As the young man went out from this interview he met Blair. She had just come in from her school; her cheeks were all aglow and she gave him a warm handclasp—and her eyes, after the first glance into his, fell. He was sure from what he had heard that she was engaged to Steve, and he had rehearsed a hundred times how he should meet her. Now like a puff of wind went all his strong resolutions. It was as though he had opened a door toward the sunrise. A fresh sense of her charm came over him as though he had just discovered her. Her presence appeared to him to fill all the place. She had grown in beauty since he went away. She was blushing and laughing and running away from Steve, who had met her outside and told her of Jacquelin’s arrival, and was calling to her through the door to come back; but after shaking hands with Jacquelin she sped on upstairs, with a little side glance at him as she ran up. She had never appeared so beautiful to Jacquelin, and his heart leaped up in him at her charm. It was the vision that had gone with him all around the globe. He followed her with his eyes. As she turned at the top of the stairs his heart sank; for, leaning down over the banisters, she gave Steve a glance so full of meaning that Jacquelin took it all in in an instant.
“I’m going to tell him,” called Steve, teasingly.
“No, you promised me you would not, Steve,” and she was gone.
Jacquelin turned to the door.
Steve called him:
“Jack, Jack, come here.”
But Jacquelin could not stand seeing him at that moment. He wanted to be alone, and he went out to meet the full realization of it all by himself.
Jacquelin made up his mind at once. Although Doctor and Mrs. Cary pressed him to stay with them, he felt that he could not live in the house with Blair. How could he sit by and see her and Steve day by day! Steve was as a brother to him, and Blair, from her manner, meant to be a sister; but he could not endure it. He declared his intention of starting at once to practise law. Steve offered him a partnership, meeting Jacquelin’s objection that it would not be fair, with the statement that he would make Jacquelin do all the work, as he proposed to be a statesman.
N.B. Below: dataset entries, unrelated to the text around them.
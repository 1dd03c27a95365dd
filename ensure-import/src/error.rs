//! Error types surfaced by guarded blocks, remediation and the guard itself.

use std::path::PathBuf;

use thiserror::Error;

use crate::core::failure::ImportFailure;
use crate::exit_codes;

/// Failure produced by a guarded block.
///
/// Only `Import` is remediated; anything else propagates untouched.
#[derive(Debug, Error)]
pub enum BlockError {
    #[error(transparent)]
    Import(#[from] ImportFailure),
    #[error(transparent)]
    Other(#[from] anyhow::Error),
}

/// Why an import failure was handed back to the caller unremediated.
#[derive(Debug, Clone, Copy, PartialEq, Eq)]
pub enum Unresolved {
    /// The attempt budget is spent.
    Exhausted,
    /// The explicit search path was applied and the import still fails.
    SearchPathExhausted,
    /// No module name could be identified in the failure.
    NoCandidate,
    /// Installation is disabled by configuration or the `--no-install` flag.
    InstallDisabled,
}

impl Unresolved {
    pub fn as_str(self) -> &'static str {
        match self {
            Unresolved::Exhausted => "retries exhausted",
            Unresolved::SearchPathExhausted => "search path did not provide the module",
            Unresolved::NoCandidate => "no module name in failure",
            Unresolved::InstallDisabled => "installation disabled",
        }
    }
}

/// The environment could not be remediated.
#[derive(Debug, Error)]
pub enum RemediationError {
    #[error("failed to create virtual environment {}: {detail}", .root.display())]
    EnvironmentCreation { root: PathBuf, detail: String },
    #[error("failed to install {}: {detail}", .packages.join(" "))]
    Installer { packages: Vec<String>, detail: String },
}

impl RemediationError {
    pub fn exit_code(&self) -> i32 {
        match self {
            RemediationError::EnvironmentCreation { .. } => exit_codes::ENV_CREATE_FAILED,
            RemediationError::Installer { .. } => exit_codes::INSTALL_FAILED,
        }
    }
}

/// Fatal outcome of a guarded import cycle.
#[derive(Debug, Error)]
pub enum GuardError {
    /// The block's own failure, returned as-is.
    #[error("{failure}")]
    Unresolved {
        failure: ImportFailure,
        reason: Unresolved,
    },
    /// The retry loop stopped before any block ran to completion.
    #[error("import recovery stopped after {attempts} attempts")]
    Exhausted { attempts: u32 },
    #[error(transparent)]
    Remediation(#[from] RemediationError),
    /// Unrelated failure from the block, propagated immediately.
    #[error(transparent)]
    Other(anyhow::Error),
}

impl GuardError {
    /// The original import failure, when this error carries one.
    pub fn import_failure(&self) -> Option<&ImportFailure> {
        match self {
            GuardError::Unresolved { failure, .. } => Some(failure),
            _ => None,
        }
    }

    pub fn unresolved_reason(&self) -> Option<Unresolved> {
        match self {
            GuardError::Unresolved { reason, .. } => Some(*reason),
            _ => None,
        }
    }

    pub fn exit_code(&self) -> i32 {
        match self {
            GuardError::Unresolved { .. } | GuardError::Exhausted { .. } => exit_codes::UNRESOLVED,
            GuardError::Remediation(err) => err.exit_code(),
            GuardError::Other(_) => exit_codes::FAILED,
        }
    }
}
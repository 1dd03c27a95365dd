//! Handler construction arguments and their resolved defaults.

use std::path::{Path, PathBuf};

/// Arguments a handler is constructed with; also its registry identity.
///
/// `search_path` is the positional argument and keeps its order. Package
/// overrides keep insertion order as well, so the same overrides given in a
/// different order form a different key.
#[derive(Debug, Clone, Default, PartialEq, Eq, Hash)]
pub struct ConfigArgs {
    pub search_path: Vec<PathBuf>,
    pub workdir: Option<PathBuf>,
    pub install: Option<bool>,
    pub no_venv: Option<bool>,
    pub exit_on_failure: Option<bool>,
    pub packages: Vec<(String, String)>,
}

impl ConfigArgs {
    pub fn new() -> Self {
        Self::default()
    }

    /// Explicit directory to extend the search path with instead of installing.
    pub fn search_path(mut self, entry: impl Into<PathBuf>) -> Self {
        self.search_path.push(entry.into());
        self
    }

    pub fn workdir(mut self, workdir: impl Into<PathBuf>) -> Self {
        self.workdir = Some(workdir.into());
        self
    }

    pub fn install(mut self, install: bool) -> Self {
        self.install = Some(install);
        self
    }

    pub fn no_venv(mut self, no_venv: bool) -> Self {
        self.no_venv = Some(no_venv);
        self
    }

    pub fn exit_on_failure(mut self, exit_on_failure: bool) -> Self {
        self.exit_on_failure = Some(exit_on_failure);
        self
    }

    /// Install `package` when `module` is missing.
    pub fn package(mut self, module: impl Into<String>, package: impl Into<String>) -> Self {
        self.packages.push((module.into(), package.into()));
        self
    }
}

/// Fully resolved handler configuration.
#[derive(Debug, Clone, PartialEq, Eq)]
pub struct ResolvedConfig {
    pub search_path: Vec<PathBuf>,
    /// Unresolved working directory hint; see [`working_directory`].
    pub workdir: Option<PathBuf>,
    pub install: bool,
    pub use_venv: bool,
    pub exit_on_failure: bool,
}

impl ResolvedConfig {
    pub fn has_search_path(&self) -> bool {
        !self.search_path.is_empty()
    }
}

/// Derive consistent defaults.
///
/// An explicit search path means "find it on disk": no installation, no
/// virtual environment, and failures surface as errors instead of exits.
pub fn resolve(args: &ConfigArgs) -> ResolvedConfig {
    let has_search_path = !args.search_path.is_empty();
    let install = args.install.unwrap_or(!has_search_path);
    let no_venv = args.no_venv.unwrap_or(!install || has_search_path);
    let exit_on_failure = args.exit_on_failure.unwrap_or(!has_search_path);
    ResolvedConfig {
        search_path: args.search_path.clone(),
        workdir: args.workdir.clone(),
        install,
        use_venv: !no_venv,
        exit_on_failure,
    }
}

/// Resolve a working directory hint against the current directory.
///
/// A hint naming a file resolves to the directory containing it.
pub fn working_directory(
    hint: Option<&Path>,
    cwd: &Path,
    is_file: impl Fn(&Path) -> bool,
) -> PathBuf {
    let Some(hint) = hint else {
        return cwd.to_path_buf();
    };
    let absolute = if hint.is_absolute() {
        hint.to_path_buf()
    } else {
        cwd.join(hint)
    };
    if is_file(&absolute) {
        return absolute
            .parent()
            .map(Path::to_path_buf)
            .unwrap_or(absolute);
    }
    absolute
}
So, as the Doctor had said that a change and occupation in household duties might possibly do Mrs. Gray good, Jacquelin rented a small farm between the Carys’ and the old hospital-place on the river, and they moved there. His mother and Miss Thomasia furnished it with the assistance of Mrs. Cary, and Blair, and other neighbors; the old pieces of furniture and other odds and ends giving, as Miss Thomasia said, “a distinction which even the meanness of the structure itself could not impair. For, my dear,” she said to Blair, who was visiting them the evening after they had made their exodus from Dr. Cary’s to their new home, “I have often heard my grandfather say that nothing characterized gentle-people more than dignity under misfortune.” And she smoothed down her faded dress and resumed her knitting with an air which Blair in vain tried to reproduce to her father on her return.
Jacquelin was vaguely conscious that a change had come, not only over the old county since he left it, but over his friends also. Not merely had the places gone down, but the people themselves were somewhat changed. They looked downcast; their tone, formerly jovial and cheery, had a tinge of bitterness. In those few years a difference between him and them had grown up. He did not analyze it, but it was enough to disquiet him. Had his point of view changed? He saw defects which he thought he could remedy. Those he was with, apparently saw none. They simply plodded on, as though oblivious of the facts. It made him unhappy. He determined to use his enlarged view, as he deemed it, to instruct and aid those who lacked his advantages. It seemed to him that, in his travels, his horizon had widened. On the high seas or in a foreign land, it had been the flag of the nation that he wanted to see. He had begun to realize the idea of a great nation that should be known and respected wherever a ship could sail or a traveller could penetrate; of a re-united country in which the people of both sides, retaining all the best of both sides, should vie with each other in building up the nation, and should equally receive all its benefits. He had pondered much on this, and he thought he had discovered the way to accomplish it, in a complete acceptance of the new situation.